Guest:And so Lee came in after 17 days, along with Gadge, to see rehearsal.
Guest:Yeah.
Guest:We were still sitting at the table.
Guest:Oh, yeah.
Guest:Reading.
Guest:Yeah.
Guest:And Lee said, Jack, what is this?
Guest:And Jack said, well, we're still working on relationships.
Guest:He said, Gadge, we open on Broadway in eight days.
Guest:He said, you're done here.
Guest:Oh, wow.
Guest:Right in front of the eight of us.
Guest:And he said, you guys, meaning us, you go on, have a lunch and be back here, and I'm going to stage this son of a bitch between one and five, okay?
Marc:This was Gazan.
Marc:Gazan.
Guest:No, this is Lee.
Guest:Strasburg?
Guest:Oh, yeah.
Guest:And the stars of the play were an actor named Bill Smithers, Gerald O'Loughlin, and Susan Strasburg.
Guest:who was Lee's daughter.
Guest:She was only 18, but for four years she had been the darling of the American theater because she played Anne Frank on Broadway.
Guest:And that made her a star.
Guest:And she had one summer off from the play and she came to Hollywood, got nominated for an Oscar in her first movie because she's the little tomboy girlfriend in Picnic.
Guest:of William Holden.
Guest:Yeah.
Guest:And Kim Novak was the other star.
Guest:So how'd the play go ultimately?
Guest:So anyway, so he puts the play together.
Guest:We all go home.
Guest:We all come back the next day and immediately we just start doing the play.

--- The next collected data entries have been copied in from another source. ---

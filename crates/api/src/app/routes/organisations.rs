use std::sync::Arc;

use axum::{
    Json, Router,
    extract::{Extension, Path},
    http::StatusCode,
    response::Response,
    routing::{delete, get, post, put},
};
use serde_json::json;

use tribunal_core::{OrganisationId, PrincipalId};
use tribunal_directory::{OrganisationDraft, OrganisationPatch};

use crate::app::errors::{domain_error_response, respond};
use crate::app::services::AppServices;
use crate::context::PrincipalContext;

pub fn router() -> Router {
    Router::new()
        .route("/api/organisations", get(list))
        .route("/api/organisations/create", post(create))
        .route("/api/organisations/byuser/:user_id", get(list_by_owner))
        .route("/api/organisations/:id", get(get_one))
        .route("/api/organisations/:id/update", put(update))
        .route("/api/organisations/:id/delete", delete(delete_one))
        .route("/api/organisations/:id/moderators/:user_id/add", post(add_moderator))
        .route(
            "/api/organisations/:id/moderators/:user_id/remove",
            delete(remove_moderator),
        )
}

async fn list(Extension(services): Extension<Arc<AppServices>>) -> Response {
    match services.directory.list_organisations().await {
        Ok(organisations) => respond(StatusCode::OK, json!(organisations)),
        Err(e) => domain_error_response(e),
    }
}

async fn get_one(
    Extension(services): Extension<Arc<AppServices>>,
    Path(id): Path<OrganisationId>,
) -> Response {
    match services.directory.get_organisation(id).await {
        Ok(organisation) => respond(StatusCode::OK, json!(organisation)),
        Err(e) => domain_error_response(e),
    }
}

async fn list_by_owner(
    Extension(services): Extension<Arc<AppServices>>,
    Path(user_id): Path<PrincipalId>,
) -> Response {
    match services.directory.organisations_by_owner(user_id).await {
        Ok(organisations) => respond(StatusCode::OK, json!(organisations)),
        Err(e) => domain_error_response(e),
    }
}

async fn create(
    Extension(services): Extension<Arc<AppServices>>,
    Extension(principal): Extension<PrincipalContext>,
    Json(draft): Json<OrganisationDraft>,
) -> Response {
    match services
        .directory
        .create_organisation(principal.claims(), draft)
        .await
    {
        Ok(organisation) => respond(StatusCode::OK, json!(organisation)),
        Err(e) => domain_error_response(e),
    }
}

async fn update(
    Extension(services): Extension<Arc<AppServices>>,
    Extension(principal): Extension<PrincipalContext>,
    Path(id): Path<OrganisationId>,
    Json(patch): Json<OrganisationPatch>,
) -> Response {
    match services
        .directory
        .update_organisation(id, principal.claims(), patch)
        .await
    {
        Ok(organisation) => respond(StatusCode::OK, json!(organisation)),
        Err(e) => domain_error_response(e),
    }
}

async fn delete_one(
    Extension(services): Extension<Arc<AppServices>>,
    Extension(principal): Extension<PrincipalContext>,
    Path(id): Path<OrganisationId>,
) -> Response {
    match services
        .directory
        .delete_organisation(id, principal.claims())
        .await
    {
        Ok(()) => respond(StatusCode::OK, json!("organisation deleted")),
        Err(e) => domain_error_response(e),
    }
}

async fn add_moderator(
    Extension(services): Extension<Arc<AppServices>>,
    Extension(principal): Extension<PrincipalContext>,
    Path((id, user_id)): Path<(OrganisationId, PrincipalId)>,
) -> Response {
    match services
        .directory
        .add_moderator(id, principal.claims(), user_id)
        .await
    {
        Ok(()) => respond(
            StatusCode::OK,
            json!(format!("user '{user_id}' added to the moderators list")),
        ),
        Err(e) => domain_error_response(e),
    }
}

async fn remove_moderator(
    Extension(services): Extension<Arc<AppServices>>,
    Extension(principal): Extension<PrincipalContext>,
    Path((id, user_id)): Path<(OrganisationId, PrincipalId)>,
) -> Response {
    match services
        .directory
        .remove_moderator(id, principal.claims(), user_id)
        .await
    {
        Ok(()) => respond(
            StatusCode::OK,
            json!(format!("user '{user_id}' removed from the moderators list")),
        ),
        Err(e) => domain_error_response(e),
    }
}
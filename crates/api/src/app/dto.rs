//! Request DTOs and JSON mapping helpers.
//!
//! Domain entities already serialize cleanly (credentials are skipped on
//! principals, statuses flatten to their wire codes); the helpers here only
//! add derived data a client expects in one round-trip.

use serde::Deserialize;
use serde_json::{Value, json};

use tribunal_registry::{Appeal, AppealAnswer, AppealResponse, DecisionOutcome};

#[derive(Debug, Deserialize)]
pub struct RegisterRequest {
    pub email: String,
    pub password: String,
}

#[derive(Debug, Deserialize)]
pub struct LoginRequest {
    pub email: String,
    pub password: String,
}

#[derive(Debug, Deserialize)]
pub struct RespondRequest {
    pub content: String,
    /// 0 (or absent) = commentary; any positive value is a binding decision.
    #[serde(default)]
    pub decision: u8,
}

#[derive(Debug, Deserialize)]
pub struct CallbackQuery {
    pub code: String,
    pub state: String,
}

pub fn appeal_detail_json(
    appeal: &Appeal,
    answers: &[AppealAnswer],
    responses: &[AppealResponse],
) -> Value {
    json!({
        "appeal": appeal,
        "answers": answers,
        "responses": responses,
    })
}

pub fn response_with_outcome_json(response: &AppealResponse, outcome: DecisionOutcome) -> Value {
    json!({
        "response": response,
        "decision_outcome": outcome,
    })
}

Guest:yeah he couldn't give a about relationships if you don't have a relationship with him after 17 days and the sad thing for jack was when we came back from our little lunches where we went and i'm a gambler so i'm betting sports all the time so i came back and uh jack was outside asking us not to go in right not to continue on because he discovered us and he was well yeah he didn't discover susie obviously right
Guest:So, we went in and...
Guest:Eight days later, the play opened.
Guest:It was a Sean O'Casey play, and Mrs. O'Casey had come all the way from Ireland to see it.
Guest:Yeah.
Guest:Because it's a great, it's about two poets who live with a young girl, and they think that they are IRA people because they're very left kind of poets, so they want them dead.
Guest:Yeah.
Guest:So they just want to catch them at something.
Guest:Yeah.
Guest:Well, they have a friend who's on stage, who was me, who's on stage 52 seconds,
Guest:And I come on, and I'm all nervous and everything, and they know I'm kind of an IRI guy, but I know them because I tried to be a poet and all that shit.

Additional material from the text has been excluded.